Para construir uma network produtiva, bloqueie pessoas tóxicas no Facebook
Recentemente passei por uma experiência muito instrutiva, que me abriu os olhos para a necessidade de retirar periodicamente as maçãs podres de nossa rede de contatos no Facebook e garantir, a nós mesmos e aos outros, um ecossistema saudável, estimulante e produtivo.
Decidi compartilhar a experiência porque, apesar de a solução ser simples e óbvia — bloquear a pessoa tóxica — sei que muitos, assim como eu, ainda preferem mentir para si mesmo e fingir que aquela pedrinha minúscula na sola sapato não está incomodando.
Ou não deveria incomodar.
Afinal, ora, são apenas comentários e reações antipáticas que despertam instintos desagradáveis quando acessamos nossa rede social. São pequenos aborrecimentos perfeitamente suportáveis que não deveriam prejudicar a nossa experiência online. No máximo, são interações inconvenientes que nos fazem lembrar de forma recorrente (em vez de nos fazer esquecer) da antipatia que passamos a desenvolver por aquela pessoa que, por algum motivo, optou por substituir a oportunidade de fortalecer vínculos criativos pela obsessão em aborrecer.
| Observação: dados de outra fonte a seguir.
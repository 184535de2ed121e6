//! Pipeline layout problem instances

use crate::network::{NodeId, Position};
use crate::{GeonetError, Result};
use serde::{Deserialize, Serialize};
use std::collections::BTreeMap;

/// Relative tolerance for the demand balance
const BALANCE_TOLERANCE: f64 = 1e-9;

/// A pipeline network design problem
///
/// Terminals are sources (negative demand) or sinks (positive demand) at
/// fixed positions. Pipes come in the listed diameters, each with a cost per
/// unit length, and node pressures must stay within the given bounds.
#[derive(Clone, Debug, PartialEq, Serialize, Deserialize)]
pub struct Instance<N: NodeId> {
    /// Position of every terminal
    pub terminal_positions: BTreeMap<N, Position>,
    /// Demand per terminal, supply when negative; missing terminals have none
    pub demand: BTreeMap<N, f64>,
    /// Available pipe diameters in increasing order
    pub diameters: Vec<f64>,
    /// Cost per unit length for each diameter
    pub costs: Vec<f64>,
    /// Lower pressure bound
    pub pressure_min: f64,
    /// Upper pressure bound
    pub pressure_max: f64,
    /// Weymouth pressure drop constant
    pub weymouth_c: f64,
}

impl<N: NodeId> Instance<N> {
    /// Demand of one terminal (zero if not listed)
    pub fn demand_of(&self, node: &N) -> f64 {
        self.demand.get(node).copied().unwrap_or(0.0)
    }

    /// Total supply, i.e. the sum of all negative demands negated
    pub fn total_supply(&self) -> f64 {
        -self.demand.values().filter(|&&d| d < 0.0).sum::<f64>()
    }

    /// Validate the instance
    pub fn validate(&self) -> Result<()> {
        if let Some(stray) = self.demand.keys().find(|n| !self.terminal_positions.contains_key(n)) {
            return Err(GeonetError::UnknownNode(format!("{:?} has demand but no position", stray)));
        }

        if self.demand.values().any(|d| !d.is_finite()) {
            return Err(GeonetError::InvalidConfig("Demands must be finite".to_string()));
        }
        let net: f64 = self.demand.values().sum();
        let scale: f64 = self.demand.values().map(|d| d.abs()).sum::<f64>().max(1.0);
        if net.abs() > BALANCE_TOLERANCE * scale {
            return Err(GeonetError::InvalidConfig(format!("Flow not balanced: net demand {}", net)));
        }

        if self.diameters.is_empty() {
            return Err(GeonetError::InvalidConfig("No pipe diameters given".to_string()));
        }
        if self.diameters.iter().any(|&d| !(d > 0.0 && d.is_finite())) {
            return Err(GeonetError::InvalidConfig("Diameters must be positive".to_string()));
        }
        if self.diameters.windows(2).any(|w| w[0] >= w[1]) {
            return Err(GeonetError::InvalidConfig(
                "Diameters must be strictly increasing".to_string(),
            ));
        }

        if self.costs.len() != self.diameters.len() {
            return Err(GeonetError::InvalidConfig(format!(
                "{} costs for {} diameters",
                self.costs.len(),
                self.diameters.len()
            )));
        }
        if self.costs.iter().any(|&c| !(c >= 0.0 && c.is_finite())) {
            return Err(GeonetError::InvalidConfig("Costs must be non-negative".to_string()));
        }

        if !(self.pressure_min > 0.0 && self.pressure_min < self.pressure_max) {
            return Err(GeonetError::InvalidConfig(format!(
                "Pressure range [{}, {}] must be positive and non-empty",
                self.pressure_min, self.pressure_max
            )));
        }
        if !(self.weymouth_c > 0.0) {
            return Err(GeonetError::InvalidConfig("Weymouth constant must be positive".to_string()));
        }

        Ok(())
    }
}
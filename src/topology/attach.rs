//! Attaching terminals to skeleton trees

use crate::network::{Arc, Net, NodeId, Position, SteinerTree};
use crate::skeleton::MAX_DEGREE;
use crate::{GeonetError, Result};
use std::collections::{BTreeMap, BTreeSet};

/// Precomputed slots of one skeleton, ready to receive terminal orders
///
/// Every skeleton node needs `3 - degree` terminals to become a full Steiner
/// node. Slots are filled from the front of a terminal order, nodes with the
/// fewest skeleton neighbors first: degree-1 nodes take two terminals each,
/// then degree-2 nodes one each. (The single-node skeleton of three terminals
/// takes all three.)
#[derive(Clone, Debug)]
pub struct AttachmentPlan<'a, N: NodeId> {
    skeleton_arcs: Vec<Arc<N>>,
    slots: Vec<(N, usize)>,
    steiner_ids: &'a [N],
    positions: &'a BTreeMap<N, Position>,
}

impl<'a, N: NodeId> AttachmentPlan<'a, N> {
    /// Prepare a skeleton for attachment
    ///
    /// `steiner_ids[i]` names skeleton node `i`. The identifiers must be
    /// distinct and disjoint from the terminals in `positions`.
    pub fn new(
        skeleton: &Net<usize>,
        steiner_ids: &'a [N],
        positions: &'a BTreeMap<N, Position>,
    ) -> Result<Self> {
        if steiner_ids.len() != skeleton.node_count() {
            return Err(GeonetError::SteinerIdCount {
                terminals: positions.len(),
                expected: skeleton.node_count(),
                actual: steiner_ids.len(),
            });
        }
        check_disjoint(steiner_ids, positions)?;

        let name = |i: &usize| -> Result<N> {
            steiner_ids
                .get(*i)
                .cloned()
                .ok_or_else(|| GeonetError::UnknownNode(format!("skeleton node {}", i)))
        };

        let skeleton_arcs = skeleton
            .arcs()
            .iter()
            .map(|a| -> Result<Arc<N>> { Ok(Arc::new(name(&a.tail)?, name(&a.head)?)) })
            .collect::<Result<Vec<_>>>()?;

        let mut slots = Vec::with_capacity(skeleton.node_count());
        for degree in 0..MAX_DEGREE {
            for node in skeleton.nodes().filter(|n| skeleton.degree(n) == degree) {
                slots.push((name(node)?, MAX_DEGREE - degree));
            }
        }

        let open: usize = slots.iter().map(|(_, free)| free).sum();
        if open != positions.len() {
            return Err(GeonetError::InvalidTree(format!(
                "Skeleton has {} open slots for {} terminals",
                open,
                positions.len()
            )));
        }

        Ok(AttachmentPlan {
            skeleton_arcs,
            slots,
            steiner_ids,
            positions,
        })
    }

    /// Number of terminals an order must contain
    pub fn terminal_count(&self) -> usize {
        self.positions.len()
    }

    /// Build the full tree for one terminal order
    pub fn attach(&self, order: &[N]) -> Result<SteinerTree<N>> {
        if order.len() != self.terminal_count() {
            return Err(GeonetError::InvalidTree(format!(
                "Terminal order has {} entries, expected {}",
                order.len(),
                self.terminal_count()
            )));
        }

        let mut arcs = self.skeleton_arcs.clone();
        let mut remaining = order.iter();
        for (steiner, free) in &self.slots {
            for terminal in remaining.by_ref().take(*free) {
                arcs.push(Arc::new(terminal.clone(), steiner.clone()));
            }
        }

        let nodes = order.iter().chain(self.steiner_ids).cloned();
        let net = Net::new(nodes, arcs)?;
        SteinerTree::from_net(net, self.positions.clone())
    }
}

/// Attach terminals in the given order to a skeleton
pub fn attach_terminals<N: NodeId>(
    skeleton: &Net<usize>,
    order: &[N],
    steiner_ids: &[N],
    positions: &BTreeMap<N, Position>,
) -> Result<SteinerTree<N>> {
    AttachmentPlan::new(skeleton, steiner_ids, positions)?.attach(order)
}

/// Check that Steiner identifiers are distinct and not used by terminals
pub(crate) fn check_disjoint<N: NodeId>(steiner_ids: &[N], positions: &BTreeMap<N, Position>) -> Result<()> {
    let mut seen = BTreeSet::new();
    for id in steiner_ids {
        if positions.contains_key(id) || !seen.insert(id) {
            return Err(GeonetError::DuplicateNode(format!("{:?}", id)));
        }
    }
    Ok(())
}

/// n! for small n
pub(crate) fn factorial(n: usize) -> u64 {
    (1..=n as u64).product()
}

/// The `index`-th permutation of `items` in lexicographic order of positions
///
/// Decodes `index` in the factorial number system, so that any slice of the
/// permutation space can be generated independently of the rest.
pub(crate) fn nth_permutation<T: Clone>(items: &[T], mut index: u64) -> Vec<T> {
    debug_assert!(index < factorial(items.len()), "permutation index {} out of range", index);
    let mut pool: Vec<&T> = items.iter().collect();
    let mut out = Vec::with_capacity(items.len());
    for remaining in (1..=items.len()).rev() {
        let block = factorial(remaining - 1);
        let pick = (index / block) as usize;
        index %= block;
        out.push(pool.remove(pick).clone());
    }
    out
}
Networks são indispensáveis à vida profissional contemporânea. As redes de contatos enriquecem a vida social ao nos expor à diversidade de experiências pessoais, intelectuais, políticas e profissionais. Cultivar uma boa network reforça vínculos inspiradores, estimula a cooperação e cria oportunidades preciosas de parcerias em projetos em comum.
Em um ambiente de respeito e confiança mútua — virtude indispensável de uma network saudável — as divergências se tornam particularmente enriquecedoras: o encontro de diferentes visões e sobretudo o choque de interpretações antagônicas costumam revelar as lacunas e as contradições que não aparecem em um ambiente de consenso. E isso estimula a criatividade, a autocrítica e, por consequência, a inteligência.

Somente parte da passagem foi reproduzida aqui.